Criançada, vocês estão perdendo um tempo valioso discutindo política. Vocês não sabem ainda, mas vocês não estão prontos pra esse debate. Essa época da vida é a época de descobrir o mundo, de conhecer a história, de dominar as línguas, de aprender a raciocinar. Vocês estão jogando no lixo um tempo que não volta. E o aluno da rede privada está fazendo a parte dele. Daqui a 30 anos vocês vão estar na rua protestado para aumentar o teu salário ou o imposto que o aluno da rede privada vai ter de pagar através da sua empresa que gera emprego, sustenta o Estado e produz.

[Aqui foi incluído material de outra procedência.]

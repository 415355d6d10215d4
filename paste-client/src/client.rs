//! Copy and paste pipelines.
//!
//! A [`PasteClient`] turns a resolved [`KeyMode`] into the request sequence
//! the relay expects:
//!
//! | mode | copy | paste |
//! |---|---|---|
//! | password | `PUT /salt`, derive, encrypt, `PUT /` | `GET /`, `GET /salt`, derive, decrypt |
//! | symmetric | encrypt, `PUT /` | `GET /`, decrypt |
//! | hybrid | seal envelope, `PUT /` | `GET /`, open envelope |
//! | plaintext | `PUT /` | `GET /` |
//!
//! Requests are strictly sequential and never retried here.

use std::sync::Arc;

use paste_crypto::{
    parse_private_key, parse_public_key, AsymmetricAgent, CryptoError, EnvelopeCipher, GpgAgent,
    HybridKey, KeyError, KeyMode, PasswordKdf, RandomSource, SymmetricCipher, SymmetricKey,
};
use paste_types::{CipherEnvelope, PasteError, Resource};
use thiserror::Error;
use tracing::debug;

use crate::transport::{RelayTransport, TransportError};

/// Client errors.
#[derive(Debug, Error)]
pub enum ClientError {
    /// Transport error
    #[error("transport error: {0}")]
    Transport(#[from] TransportError),

    /// Encryption or decryption failed
    #[error("crypto error: {0}")]
    Crypto(#[from] CryptoError),

    /// Key material could not be loaded
    #[error("key error: {0}")]
    Key(#[from] KeyError),

    /// Relay data is not a valid envelope
    #[error("invalid envelope: {0}")]
    Envelope(#[from] PasteError),

    /// Input is larger than the configured maximum
    #[error("input exceeds set limit {limit} bytes")]
    SizeLimitExceeded {
        /// Maximum accepted size.
        limit: u64,
    },

    /// Local I/O failed
    #[error("I/O error: {0}")]
    Io(#[from] std::io::Error),

    /// The relay answered with something unparseable
    #[error("invalid relay response: {0}")]
    InvalidResponse(String),
}

impl ClientError {
    /// Whether the failed operation could succeed if run again unchanged.
    pub fn is_retryable(&self) -> bool {
        matches!(self, ClientError::Transport(e) if e.is_retryable())
    }
}

/// Encrypts, uploads, downloads and decrypts clipboard payloads.
pub struct PasteClient<T: RelayTransport> {
    transport: T,
    envelope: EnvelopeCipher,
    symmetric: SymmetricCipher,
    kdf: PasswordKdf,
    agent: Arc<dyn AsymmetricAgent>,
}

impl<T: RelayTransport> PasteClient<T> {
    /// Create a client with OS randomness and the `gpg` agent.
    pub fn new(transport: T) -> Self {
        Self {
            transport,
            envelope: EnvelopeCipher::default(),
            symmetric: SymmetricCipher::default(),
            kdf: PasswordKdf::default(),
            agent: Arc::new(GpgAgent::default()),
        }
    }

    /// Use `agent` for identity-addressed hybrid mode.
    pub fn with_agent(mut self, agent: Arc<dyn AsymmetricAgent>) -> Self {
        self.agent = agent;
        self
    }

    /// Draw nonces and session keys from `rng`.
    pub fn with_random(mut self, rng: Arc<dyn RandomSource>) -> Self {
        self.envelope = EnvelopeCipher::new(rng.clone());
        self.symmetric = SymmetricCipher::new(rng);
        self
    }

    /// Use `kdf` for password mode.
    pub fn with_kdf(mut self, kdf: PasswordKdf) -> Self {
        self.kdf = kdf;
        self
    }

    /// The underlying transport.
    pub fn transport(&self) -> &T {
        &self.transport
    }

    /// Encrypt `plaintext` under `mode` and upload it.
    ///
    /// In password mode the salt is rotated first, which invalidates any
    /// password-protected payload already on the relay.
    pub async fn copy(&self, plaintext: &[u8], mode: &KeyMode) -> Result<(), ClientError> {
        debug!(mode = mode.name(), size = plaintext.len(), "Copying payload");

        let payload = self.seal(plaintext, mode).await?;
        self.transport.put(Resource::Root, payload).await?;
        Ok(())
    }

    /// Download the current payload and decrypt it under `mode`.
    pub async fn paste(&self, mode: &KeyMode) -> Result<Vec<u8>, ClientError> {
        debug!(mode = mode.name(), "Pasting payload");

        let data = self.transport.get(Resource::Root).await?;
        self.open(&data, mode).await
    }

    /// Unix nanoseconds of the last upload.
    pub async fn last_updated(&self) -> Result<i64, ClientError> {
        let body = self.transport.get(Resource::LastUpdated).await?;
        std::str::from_utf8(&body)
            .ok()
            .and_then(|s| s.trim().parse().ok())
            .ok_or_else(|| {
                ClientError::InvalidResponse(format!(
                    "{} is not a timestamp: {:?}",
                    Resource::LastUpdated,
                    String::from_utf8_lossy(&body)
                ))
            })
    }

    async fn seal(&self, plaintext: &[u8], mode: &KeyMode) -> Result<Vec<u8>, ClientError> {
        let sealed = match mode {
            KeyMode::Hybrid(HybridKey::KeyFile { key, .. }) => {
                let recipient = parse_public_key(key)?;
                self.envelope.seal_for_key(plaintext, &recipient)?.to_bytes()?
            }
            KeyMode::Hybrid(HybridKey::Agent { identity }) => self
                .envelope
                .seal_for_identity(plaintext, identity, self.agent.as_ref())
                .await?
                .to_bytes()?,
            KeyMode::Password(password) => {
                let salt = self.transport.put(Resource::Salt, Vec::new()).await?;
                let key = self.derive(password, &salt)?;
                self.symmetric.encrypt(&key, plaintext)?
            }
            KeyMode::Symmetric(key) => self.symmetric.encrypt(key, plaintext)?,
            KeyMode::Plaintext => plaintext.to_vec(),
        };
        Ok(sealed)
    }

    async fn open(&self, data: &[u8], mode: &KeyMode) -> Result<Vec<u8>, ClientError> {
        let opened = match mode {
            KeyMode::Hybrid(HybridKey::KeyFile { key, password }) => {
                let private_key = parse_private_key(key, password.as_deref().map(String::as_str))?;
                let envelope = CipherEnvelope::from_bytes(data)?;
                self.envelope.open_with_key(&envelope, &private_key)?
            }
            KeyMode::Hybrid(HybridKey::Agent { identity }) => {
                let envelope = CipherEnvelope::from_bytes(data)?;
                self.envelope
                    .open_for_identity(&envelope, identity, self.agent.as_ref())
                    .await?
            }
            KeyMode::Password(password) => {
                let salt = self.transport.get(Resource::Salt).await?;
                let key = self.derive(password, &salt)?;
                self.symmetric.decrypt(&key, data)?
            }
            KeyMode::Symmetric(key) => self.symmetric.decrypt(key, data)?,
            KeyMode::Plaintext => data.to_vec(),
        };
        Ok(opened)
    }

    fn derive(&self, password: &str, salt: &[u8]) -> Result<SymmetricKey, ClientError> {
        if salt.is_empty() {
            return Err(ClientError::InvalidResponse(format!(
                "{} returned an empty salt",
                Resource::Salt
            )));
        }
        Ok(self.kdf.derive(password.as_bytes(), salt))
    }
}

Querem debate social pertinente à juventude? Debatam os efeitos da maconha na adolescência. Debatam os efeitos do tráfico na sociedade. Debatam o aborto, a pena de morte, a laicidade, a sexualidade na adolescência. Debatam em sala de aula, não na rua, não com ocupação.

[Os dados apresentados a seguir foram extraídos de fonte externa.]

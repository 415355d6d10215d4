//! CLI command implementations.

pub mod copy;
pub mod last_updated;
pub mod paste;
pub mod serve;

use std::path::PathBuf;
use std::sync::Arc;
use std::time::Duration;

use anyhow::{Context, Result};
use clap::Args;
use paste_client::{HttpTransport, HttpTransportConfig, PasteClient};
use paste_crypto::{resolve, GpgAgent, KeyMode, KeyOptions, DEFAULT_GPG_EXECUTABLE};
use paste_types::{ByteSize, SERVER_ENV};

pub use last_updated::LastUpdatedArgs;
pub use serve::ServeArgs;

/// Relay connection flags shared by the client commands.
#[derive(Args)]
pub struct RelayArgs {
    /// Relay address, e.g. http://192.168.11.5:9090
    #[arg(long, env = SERVER_ENV)]
    pub server: String,

    /// Per-request timeout in seconds
    #[arg(long, default_value_t = 5)]
    pub timeout_secs: u64,

    /// Basic auth credentials as username:password
    #[arg(long)]
    pub basic_auth: Option<String>,

    /// Largest payload to read, e.g. 500mb, 1gb
    #[arg(long, default_value = "500mb")]
    pub max_size: ByteSize,
}

impl std::fmt::Debug for RelayArgs {
    fn fmt(&self, f: &mut std::fmt::Formatter<'_>) -> std::fmt::Result {
        f.debug_struct("RelayArgs")
            .field("server", &self.server)
            .field("timeout_secs", &self.timeout_secs)
            .field("basic_auth", &self.basic_auth.as_ref().map(|_| "[REDACTED]"))
            .field("max_size", &self.max_size)
            .finish()
    }
}

impl RelayArgs {
    fn transport_config(&self) -> HttpTransportConfig {
        HttpTransportConfig {
            address: self.server.clone(),
            timeout: Duration::from_secs(self.timeout_secs),
            basic_auth: self.basic_auth.clone(),
            max_response_size: self.max_size,
        }
    }
}

/// Key flags shared by `copy` and `paste`.
#[derive(Args)]
pub struct KeyArgs {
    /// Password to derive the encryption key from
    #[arg(short, long)]
    pub password: Option<String>,

    /// File holding a 32-byte symmetric key
    /// (falls back to $PASTEBOX_SYMMETRIC_KEY_FILE)
    #[arg(short = 'k', long)]
    pub symmetric_key_file: Option<PathBuf>,

    /// OpenPGP user ID to encrypt for or decrypt as
    #[arg(long)]
    pub gpg_user_id: Option<String>,

    /// gpg executable
    #[arg(long, default_value = DEFAULT_GPG_EXECUTABLE)]
    pub gpg_path: String,
}

impl std::fmt::Debug for KeyArgs {
    fn fmt(&self, f: &mut std::fmt::Formatter<'_>) -> std::fmt::Result {
        f.debug_struct("KeyArgs")
            .field("password", &self.password.as_ref().map(|_| "[REDACTED]"))
            .field("symmetric_key_file", &self.symmetric_key_file)
            .field("gpg_user_id", &self.gpg_user_id)
            .field("gpg_path", &self.gpg_path)
            .finish()
    }
}

impl KeyArgs {
    fn options(
        &self,
        asymmetric_key_file: Option<PathBuf>,
        private_key_password_file: Option<PathBuf>,
    ) -> KeyOptions {
        KeyOptions {
            password: self.password.clone(),
            symmetric_key_file: self.symmetric_key_file.clone(),
            symmetric_key_file_env: None,
            asymmetric_key_file,
            private_key_password_file,
            agent_identity: self.gpg_user_id.clone(),
        }
        .with_env()
    }
}

/// Arguments for `copy`.
#[derive(Args, Debug)]
pub struct CopyArgs {
    #[command(flatten)]
    pub relay: RelayArgs,

    #[command(flatten)]
    pub key: KeyArgs,

    /// Recipient's RSA public key (DER or PEM)
    #[arg(long)]
    pub public_key_file: Option<PathBuf>,
}

/// Arguments for `paste`.
#[derive(Args, Debug)]
pub struct PasteArgs {
    #[command(flatten)]
    pub relay: RelayArgs,

    #[command(flatten)]
    pub key: KeyArgs,

    /// Own RSA private key (DER or PEM)
    #[arg(long)]
    pub private_key_file: Option<PathBuf>,

    /// File holding the password of an encrypted private key
    /// (encrypted PKCS#8 only; legacy Proc-Type PEM encryption is not supported)
    #[arg(long)]
    pub private_key_password_file: Option<PathBuf>,
}

/// Pick the key mode, warning when nothing will be encrypted.
fn key_mode(options: &KeyOptions) -> Result<KeyMode> {
    let mode = resolve(options).context("Failed to resolve key")?;
    if matches!(mode, KeyMode::Plaintext) {
        tracing::warn!("No key configured, the payload travels unencrypted");
    }
    tracing::debug!(mode = mode.name(), "Key resolved");
    Ok(mode)
}

fn transport(relay: &RelayArgs) -> Result<HttpTransport> {
    HttpTransport::new(relay.transport_config()).context("Invalid relay address")
}

fn connect(relay: &RelayArgs, key: &KeyArgs) -> Result<PasteClient<HttpTransport>> {
    let agent = Arc::new(GpgAgent::new(key.gpg_path.clone()));
    Ok(PasteClient::new(transport(relay)?).with_agent(agent))
}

Ocupação de escola, gurizada, é coisa de guri mimado.

Agora aos professores que apoiam a ocupação: vocês deviam ter vergonha de incentivar esse tipo de demanda. O Estado remunera mal, dá poucos recursos materiais. Sabemos. O Estado falha em quase tudo que faz. Mas não é esse tipo de atitude que vai mudar essa realidade, professor. Ensina teu aluno a resolver seus problemas se preparando intelectualmente, se capacitando, debatendo. Ensina teu aluno a sonhar sonhos de grandeza, de cura, de soluções. Mostra pra eles como usar as ferramentas que eles dispõe na palma da mão, mostra as fontes mais interessantes da tua disciplina na internet, apresenta tuas aulas no Youtube para teu aluno rever em casa. Se não sabe ensinar isso, professor, pede pra sair. Tu não nasceu pra ensinar. Para de ensinar esse pensamento rasteiro que mantém a América Latina na latrina do mundo.

A vida tem ciclos: nascemos, aprendemos, trabalhamos, ensinamos, cuidamos, olhamos, morremos. Respeitem a fase educacional da vida dos seus alunos. Não quero que meus filhos nem os filhos de ninguém tenham de sustentar o mimimismo de quem foi ensinado a sentar e chorar até ganhar papá.